> WORK INSTRUCTIONS
The lines to be copied are those below that contain "Display".

> EXTRACTED DATA
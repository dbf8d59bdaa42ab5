//! SQLite store handle
//!
//! Every component receives a `&Store` explicitly; nothing reaches for a
//! global connection.

use crate::error::Result;
use rusqlite::Connection;
use std::path::Path;

/// Names of the two exchange tables, derived from a prefix
#[derive(Debug, Clone, PartialEq, Eq)]
pub struct TableNames {
    pub tickers: String,
    pub prices: String,
}

impl TableNames {
    /// Table names for the given prefix (e.g. `"wp_"`)
    pub fn with_prefix(prefix: &str) -> Self {
        Self {
            tickers: format!("{}fool_exchange_tickers", prefix),
            prices: format!("{}fool_exchange_prices", prefix),
        }
    }
}

impl Default for TableNames {
    fn default() -> Self {
        Self::with_prefix("")
    }
}

/// Relational store with SQLite backend
pub struct Store {
    conn: Connection,
    tables: TableNames,
}

impl std::fmt::Debug for Store {
    fn fmt(&self, f: &mut std::fmt::Formatter<'_>) -> std::fmt::Result {
        f.debug_struct("Store")
            .field("path", &self.conn.path())
            .field("tables", &self.tables)
            .finish()
    }
}

impl Store {
    /// Create or open database at path
    pub fn open(db_path: &Path, tables: TableNames) -> Result<Self> {
        let conn = Connection::open(db_path)?;
        Self::from_connection(conn, tables)
    }

    /// Create in-memory database (for testing)
    pub fn open_in_memory(tables: TableNames) -> Result<Self> {
        let conn = Connection::open_in_memory()?;
        Self::from_connection(conn, tables)
    }

    /// Wrap an existing connection. Foreign key enforcement is switched on,
    /// since the price cascade depends on it.
    pub fn from_connection(conn: Connection, tables: TableNames) -> Result<Self> {
        conn.pragma_update(None, "foreign_keys", true)?;
        Ok(Self { conn, tables })
    }

    pub fn conn(&self) -> &Connection {
        &self.conn
    }

    pub fn tables(&self) -> &TableNames {
        &self.tables
    }

    /// Whether a table with this exact name exists
    pub fn table_exists(&self, name: &str) -> Result<bool> {
        let count: i64 = self.conn.query_row(
            "SELECT COUNT(*) FROM sqlite_master WHERE type = 'table' AND name = ?1",
            [name],
            |row| row.get(0),
        )?;
        Ok(count > 0)
    }

    /// Row count of a table. Callers pass one of our own table names.
    pub fn count_rows(&self, table: &str) -> Result<usize> {
        let count: i64 =
            self.conn
                .query_row(&format!("SELECT COUNT(*) FROM {}", table), [], |row| row.get(0))?;
        Ok(count as usize)
    }
}

#[cfg(test)]
mod tests {
    use super::*;

    #[test]
    fn test_table_names() {
        let names = TableNames::with_prefix("wp_");
        assert_eq!(names.tickers, "wp_fool_exchange_tickers");
        assert_eq!(names.prices, "wp_fool_exchange_prices");
        assert_eq!(TableNames::default().tickers, "fool_exchange_tickers");
    }

    #[test]
    fn test_foreign_keys_enabled() {
        let store = Store::open_in_memory(TableNames::default()).unwrap();
        let enabled: i64 = store
            .conn()
            .query_row("PRAGMA foreign_keys", [], |row| row.get(0))
            .unwrap();
        assert_eq!(enabled, 1);
    }

    #[test]
    fn test_table_exists() {
        let store = Store::open_in_memory(TableNames::default()).unwrap();
        assert!(!store.table_exists("things").unwrap());

        store.conn().execute("CREATE TABLE things (id INTEGER)", []).unwrap();
        assert!(store.table_exists("things").unwrap());
        assert_eq!(store.count_rows("things").unwrap(), 0);
    }
}
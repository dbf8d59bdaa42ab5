//! Base FX types - Currency, CurrencyPair and the RateSource trait

use crate::error::RateFetchError;
use serde::{Deserialize, Serialize};
use std::fmt;
use std::future::Future;

/// ISO 4217 currency code
#[derive(Debug, Clone, Copy, PartialEq, Eq, Hash, Serialize, Deserialize)]
pub enum Currency {
    USD, // US Dollar
    SGD, // Singapore Dollar
}

impl Currency {
    /// Get currency code as string
    pub fn as_str(&self) -> &'static str {
        match self {
            Currency::USD => "USD",
            Currency::SGD => "SGD",
        }
    }
}

impl fmt::Display for Currency {
    fn fmt(&self, f: &mut fmt::Formatter) -> fmt::Result {
        write!(f, "{}", self.as_str())
    }
}

/// Conversion direction: `target_amount = base_amount * rate`
#[derive(Debug, Clone, Copy, PartialEq, Eq, Hash, Serialize, Deserialize)]
pub struct CurrencyPair {
    pub base: Currency,
    pub target: Currency,
}

impl CurrencyPair {
    /// The only pair the exchange reports
    pub const USD_SGD: CurrencyPair = CurrencyPair {
        base: Currency::USD,
        target: Currency::SGD,
    };
}

impl Default for CurrencyPair {
    fn default() -> Self {
        Self::USD_SGD
    }
}

impl fmt::Display for CurrencyPair {
    fn fmt(&self, f: &mut fmt::Formatter) -> fmt::Result {
        write!(f, "{}/{}", self.base, self.target)
    }
}

/// External provider of historical conversion rates
pub trait RateSource: Send + Sync {
    /// Rate for `pair` on `date` (as stored in the price table)
    fn historical_rate(
        &self,
        date: &str,
        pair: CurrencyPair,
    ) -> impl Future<Output = Result<f64, RateFetchError>> + Send;

    /// Get the source name
    fn name(&self) -> &str;
}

> RESPONSE FOR THIS EXERCISE
impl fmt::Display for Currency {
impl fmt::Display for CurrencyPair {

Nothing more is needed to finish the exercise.